The list goes on and on, but as an Indonesian, I will not try to analyze why those episodes happened. It is how strong our reactions are to those issues that struck me. To my opinion, somehow we overreact to issues that touch nationalistic sentiment. Then we try to fight and act inappropriately. As an Indonesian, I am bewildered and worried how parliamentarians and even minister can sometimes be so emotional on certain issue. The fact that politicians play an issue that may affect relations with the neighbors for their political interest is simply irresponsible. This could be a reflection of inferior and insecure feeling over inability to compete. The country might have been infected by pandemic xenophobic sentiment.

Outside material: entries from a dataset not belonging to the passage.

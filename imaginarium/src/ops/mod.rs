mod mirage;

pub use mirage::{ColorMirage, Composite, GrayMirage, Mirage, MirageMode, flatten_over};
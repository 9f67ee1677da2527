use std::path::{Path, PathBuf};

use common::file_utils::{remove_all_best_effort, unique_file_path};
use tracing::debug;

use super::state::ImageRole;
use crate::session::SessionId;

/// Temporary files owned by one session.
///
/// Paths are tracked before anything is written to them. [`Artifacts::cleanup`]
/// removes them once; dropping the value cleans whatever is still tracked.
#[derive(Debug)]
pub struct Artifacts {
    dir: PathBuf,
    prefix: String,
    paths: Vec<PathBuf>,
}

impl Artifacts {
    pub fn new(dir: impl Into<PathBuf>, session_id: SessionId) -> Self {
        Self {
            dir: dir.into(),
            prefix: session_id.short(),
            paths: Vec::new(),
        }
    }

    pub fn dir(&self) -> &Path {
        &self.dir
    }

    /// Reserves and tracks a new path for an input image.
    pub fn image_path(&mut self, role: ImageRole) -> PathBuf {
        self.track(&role.to_string())
    }

    /// Reserves and tracks the path of the composite.
    pub fn result_path(&mut self) -> PathBuf {
        self.track("result")
    }

    fn track(&mut self, label: &str) -> PathBuf {
        let path = unique_file_path(&self.dir, &self.prefix, label, "png");
        self.paths.push(path.clone());
        path
    }

    pub fn paths(&self) -> &[PathBuf] {
        &self.paths
    }

    /// Removes every tracked file. Later calls do nothing.
    /// Returns the number of files that could not be removed.
    pub fn cleanup(&mut self) -> usize {
        if self.paths.is_empty() {
            return 0;
        }

        let paths = std::mem::take(&mut self.paths);
        let failures = remove_all_best_effort(paths.iter().map(PathBuf::as_path));
        debug!(
            count = paths.len(),
            failures,
            prefix = %self.prefix,
            "session artifacts cleaned"
        );
        failures
    }
}

impl Drop for Artifacts {
    fn drop(&mut self) {
        self.cleanup();
    }
}
/// Channel layout of an 8-bit image.
#[derive(Debug, Hash, PartialEq, Eq, Copy, Clone, Default)]
#[repr(u8)]
pub enum ColorFormat {
    L = 1,
    LA = 2,
    Rgb = 3,
    #[default]
    Rgba = 4,
}

impl ColorFormat {
    pub fn channel_count(&self) -> u8 {
        *self as u8
    }

    /// Bytes per pixel. Every channel is one byte.
    pub fn byte_count(&self) -> u8 {
        self.channel_count()
    }

    pub fn has_alpha(&self) -> bool {
        matches!(self, ColorFormat::LA | ColorFormat::Rgba)
    }

    pub(crate) fn from_channel_count(channels: u8) -> Option<ColorFormat> {
        match channels {
            1 => Some(ColorFormat::L),
            2 => Some(ColorFormat::LA),
            3 => Some(ColorFormat::Rgb),
            4 => Some(ColorFormat::Rgba),
            _ => None,
        }
    }
}

impl std::fmt::Display for ColorFormat {
    fn fmt(&self, f: &mut std::fmt::Formatter<'_>) -> std::fmt::Result {
        match self {
            ColorFormat::L => write!(f, "L"),
            ColorFormat::LA => write!(f, "LA"),
            ColorFormat::Rgb => write!(f, "RGB"),
            ColorFormat::Rgba => write!(f, "RGBA"),
        }
    }
}

/// All supported color formats.
pub const ALL_FORMATS: &[ColorFormat] = &[
    ColorFormat::L,
    ColorFormat::LA,
    ColorFormat::Rgb,
    ColorFormat::Rgba,
];
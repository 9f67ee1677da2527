use std::path::Path;

#[derive(Debug, thiserror::Error)]
pub enum FileExtensionError {
    #[error("Failed to get file extension")]
    MissingFileExtension,
    #[error("Unsupported file extension for file: {0}")]
    UnsupportedFileExtension(String),
}

pub type FileFormatResult<T> = Result<T, FileExtensionError>;

pub fn get_file_extension(filename: &str) -> Option<&str> {
    Path::new(filename)
        .extension()
        .and_then(|os_str| os_str.to_str())
}

#[derive(Clone, Copy, Debug, PartialEq, Eq)]
pub enum SerdeFormat {
    Yaml,
    Json,
    Toml,
}

impl SerdeFormat {
    pub fn from_file_name(file_name: &str) -> FileFormatResult<Self> {
        let ext = get_file_extension(file_name).ok_or(FileExtensionError::MissingFileExtension)?;

        if ext.eq_ignore_ascii_case("yaml") || ext.eq_ignore_ascii_case("yml") {
            Ok(Self::Yaml)
        } else if ext.eq_ignore_ascii_case("json") {
            Ok(Self::Json)
        } else if ext.eq_ignore_ascii_case("toml") {
            Ok(Self::Toml)
        } else {
            Err(FileExtensionError::UnsupportedFileExtension(
                file_name.to_string(),
            ))
        }
    }

    pub fn from_path(path: &Path) -> FileFormatResult<Self> {
        let file_name = path
            .file_name()
            .and_then(|name| name.to_str())
            .ok_or(FileExtensionError::MissingFileExtension)?;
        Self::from_file_name(file_name)
    }
}

#[cfg(test)]
mod tests {
    use super::*;

    #[test]
    fn detects_formats_case_insensitively() {
        assert_eq!(
            SerdeFormat::from_file_name("config.TOML").unwrap(),
            SerdeFormat::Toml
        );
        assert_eq!(
            SerdeFormat::from_file_name("a.yml").unwrap(),
            SerdeFormat::Yaml
        );
        assert_eq!(
            SerdeFormat::from_path(Path::new("/tmp/x/settings.json")).unwrap(),
            SerdeFormat::Json
        );
    }

    #[test]
    fn rejects_unknown_or_missing_extension() {
        assert!(matches!(
            SerdeFormat::from_file_name("config"),
            Err(FileExtensionError::MissingFileExtension)
        ));
        assert!(matches!(
            SerdeFormat::from_file_name("config.ini"),
            Err(FileExtensionError::UnsupportedFileExtension(_))
        ));
    }
}
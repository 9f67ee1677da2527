#[macro_use]
pub mod macros;
pub mod file_format;
pub mod file_utils;
pub mod log_setup;
pub mod output_stream;
pub mod serde;

pub use file_format::{FileExtensionError, SerdeFormat};

use rayon::prelude::*;

use crate::image::Image;

// =============================================================================
// Luma
// =============================================================================

/// Rec. 601 luma weights, the broadcast-television weighting.
pub const LUMA_WEIGHTS: [f64; 3] = [0.299, 0.587, 0.114];

// Fixed-point versions of LUMA_WEIGHTS, scaled by 65536.
// R: 0.299 * 65536 = 19595
// G: 0.587 * 65536 = 38470
// B: 0.114 * 65536 = 7471
// Total: 65536 (allows shift by 16 instead of divide)
const LUMA_R: u32 = 19595;
const LUMA_G: u32 = 38470;
const LUMA_B: u32 = 7471;

/// Perceptual luma of an RGB triple, in the same range as the inputs.
#[inline]
pub fn luma(r: f64, g: f64, b: f64) -> f64 {
    LUMA_WEIGHTS[0] * r + LUMA_WEIGHTS[1] * g + LUMA_WEIGHTS[2] * b
}

/// Integer luma, rounded to nearest.
#[inline]
pub(crate) fn luma_u8(r: u8, g: u8, b: u8) -> u8 {
    ((r as u32 * LUMA_R + g as u32 * LUMA_G + b as u32 * LUMA_B + 0x8000) >> 16) as u8
}

// =============================================================================
// Image conversion
// =============================================================================

const OPAQUE: u8 = u8::MAX;

/// Converts pixel data from `from`'s layout into `to`'s layout.
/// Alpha is dropped when the target has none and set opaque when the source has none.
pub(crate) fn convert_image(from: &Image, to: &mut Image) {
    debug_assert_eq!(from.desc().width, to.desc().width);
    debug_assert_eq!(from.desc().height, to.desc().height);

    if from.desc().color_format == to.desc().color_format {
        to.bytes_mut().copy_from_slice(from.bytes());
        return;
    }

    let width = from.desc().width as usize;
    let from_channels = from.desc().color_format.channel_count() as usize;
    let to_channels = to.desc().color_format.channel_count() as usize;
    let from_row_bytes = from.desc().row_bytes();
    let to_row_bytes = to.desc().row_bytes();

    to.bytes_mut()
        .par_chunks_mut(to_row_bytes)
        .zip(from.bytes().par_chunks(from_row_bytes))
        .for_each(|(to_row, from_row)| {
            for x in 0..width {
                let src = &from_row[x * from_channels..(x + 1) * from_channels];
                let dst = &mut to_row[x * to_channels..(x + 1) * to_channels];

                match (to_channels, from_channels) {
                    (1, 1) | (1, 2) => dst[0] = src[0],
                    (1, 3) | (1, 4) => dst[0] = luma_u8(src[0], src[1], src[2]),

                    (2, 1) => {
                        dst[0] = src[0];
                        dst[1] = OPAQUE;
                    }
                    (2, 2) => dst.copy_from_slice(src),
                    (2, 3) => {
                        dst[0] = luma_u8(src[0], src[1], src[2]);
                        dst[1] = OPAQUE;
                    }
                    (2, 4) => {
                        dst[0] = luma_u8(src[0], src[1], src[2]);
                        dst[1] = src[3];
                    }

                    (3, 1) | (3, 2) => dst.fill(src[0]),
                    (3, 3) | (3, 4) => dst.copy_from_slice(&src[..3]),

                    (4, 1) => {
                        dst[..3].fill(src[0]);
                        dst[3] = OPAQUE;
                    }
                    (4, 2) => {
                        dst[..3].fill(src[0]);
                        dst[3] = src[1];
                    }
                    (4, 3) => {
                        dst[..3].copy_from_slice(src);
                        dst[3] = OPAQUE;
                    }
                    (4, 4) => dst.copy_from_slice(src),

                    _ => unreachable!(),
                }
            }
        });
}
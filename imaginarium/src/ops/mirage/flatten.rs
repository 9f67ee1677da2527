use rayon::prelude::*;

use crate::prelude::*;

/// Renders an image over an opaque solid background, returning RGB.
///
/// This is what a viewer sees when the composite is shown on a page of that color.
pub fn flatten_over(image: &Image, background: [u8; 3]) -> Result<Image> {
    let rgba = image.clone().convert(ColorFormat::Rgba)?;

    let desc = ImageDesc::new(rgba.desc().width, rgba.desc().height, ColorFormat::Rgb);
    let mut output = Image::new_empty(desc)?;
    let background = background.map(f64::from);

    output
        .bytes_mut()
        .par_chunks_mut(desc.row_bytes())
        .zip(rgba.bytes().par_chunks(rgba.desc().row_bytes()))
        .for_each(|(out_row, in_row)| {
            for (out, px) in out_row.chunks_exact_mut(3).zip(in_row.chunks_exact(4)) {
                let coverage = px[3] as f64 / 255.0;
                for c in 0..3 {
                    let shown = px[c] as f64 * coverage + background[c] * (1.0 - coverage);
                    out[c] = shown.round().clamp(0.0, 255.0) as u8;
                }
            }
        });

    Ok(output)
}
//! Console stand-in for a chat platform: stdin lines in, stdout text and PNG files out.

use std::path::{Path, PathBuf};

use async_trait::async_trait;
use common::file_utils::unique_file_path;

use crate::transport::{Attachment, IncomingMessage, Reply, Transport, UserId};

const IMAGE_PREFIX: &str = "image";

/// Turns one input line into a message from `user`.
///
/// `image <location> [<location>...]` attaches images; anything else is plain text.
pub fn parse_line(user: &UserId, line: &str) -> IncomingMessage {
    let line = line.trim_end_matches(['\r', '\n']);

    let mut words = line.split_whitespace();
    if words.next() == Some(IMAGE_PREFIX) {
        let attachments: Vec<Attachment> = words
            .map(|url| Attachment {
                url: url.to_string(),
            })
            .collect();
        if !attachments.is_empty() {
            return IncomingMessage {
                user: user.clone(),
                text: String::new(),
                attachments,
            };
        }
    }

    IncomingMessage::text(user.clone(), line)
}

/// Prints text replies and writes image replies as PNG files into `output_dir`.
#[derive(Debug, Clone)]
pub struct ConsoleTransport {
    output_dir: PathBuf,
}

impl ConsoleTransport {
    pub fn new(output_dir: impl Into<PathBuf>) -> Self {
        Self {
            output_dir: output_dir.into(),
        }
    }

    pub fn output_dir(&self) -> &Path {
        &self.output_dir
    }
}

#[async_trait]
impl Transport for ConsoleTransport {
    async fn send(&self, user: &UserId, reply: Reply) -> anyhow::Result<()> {
        match reply {
            Reply::Text(text) => println!("[{user}] {text}"),
            Reply::Image(png) => {
                tokio::fs::create_dir_all(&self.output_dir).await?;
                let path = unique_file_path(&self.output_dir, "mirage", user.as_str(), "png");
                tokio::fs::write(&path, &png).await?;
                println!("[{user}] <image: {}>", path.display());
            }
        }
        Ok(())
    }
}
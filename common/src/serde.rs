use std::path::Path;

use serde::de::DeserializeOwned;
use serde::Serialize;

use crate::file_format::SerdeFormat;

pub type Result<T> = anyhow::Result<T>;

pub fn serialize<T: Serialize>(value: &T, format: SerdeFormat) -> Result<String> {
    let text = match format {
        SerdeFormat::Yaml => serde_yml::to_string(value)?,
        SerdeFormat::Json => serde_json::to_string_pretty(value)?,
        SerdeFormat::Toml => toml::to_string(value)?,
    };

    Ok(text)
}

pub fn deserialize<T: DeserializeOwned>(serialized: &[u8], format: SerdeFormat) -> Result<T> {
    let text = std::str::from_utf8(serialized)?;
    match format {
        SerdeFormat::Yaml => Ok(serde_yml::from_str(text)?),
        SerdeFormat::Json => Ok(serde_json::from_str(text)?),
        SerdeFormat::Toml => Ok(toml::from_str(text)?),
    }
}

/// Reads a file, picking the format from its extension.
pub fn read_file<T: DeserializeOwned>(path: &Path) -> Result<T> {
    let format = SerdeFormat::from_path(path)?;
    let bytes = std::fs::read(path)?;
    deserialize(&bytes, format)
}

/// Writes a file, picking the format from its extension. Missing parent directories are created.
pub fn write_file<T: Serialize>(value: &T, path: &Path) -> Result<()> {
    let format = SerdeFormat::from_path(path)?;
    let text = serialize(value, format)?;
    if let Some(parent) = path.parent().filter(|p| !p.as_os_str().is_empty()) {
        std::fs::create_dir_all(parent)?;
    }
    std::fs::write(path, text)?;
    Ok(())
}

From this point, I question the readiness of Indonesia for an ASEAN community and broader Asia. First, there is so little information about it, so most people are not aware. Second, amidst difficult life Indonesians have to face everyday, people might not care about ASEAN. They will contradictorily accuse globalization as the scapegoat for the rise of soybean price, for example. Third, many people do not benefit directly from globalization and internationalism. As an Indonesian who was fortunate to taste international education in Germany and experienced multicultural interaction during life in Singapore, I am lucky enough to benefit a lot from internationalism and enjoy learning other culture and languages. But other people may not get the same chance. Some people seem to be ‘allergic’ to whatever coming from outside (i.e. from the West), or even from Singapore. What would it be like if ASEAN community materializes? Are Indonesians ready to take the chance and win, or are we going to just sit still and blame others if we lose the competition?
With the benefit of being the fortunate few to bite into the fruit of globalization, I bear the burden to also reflect deeply on our nation’s mentality. Only condemning others –when in fact our own incapability plays a bigger role– would not help if we do not self reflect on our part of the blame. Retaliation is not beneficial, if we do not improve for the better life of our own people. We need to stop this and start doing something meaningful and revive! Perhaps in the future we do not ban the export of sand in the name of environmental protection, while we still fail to address the environmentally more destructive mud-flood caused by our own mistakes. And we would not need to wait until our neighbor complain for us to stop the export of haze, if we care enough about the life of our own people who are as badly –or even worse- affected by it. Sometimes, the best way to improve relation with others is to do the best to improve our own life.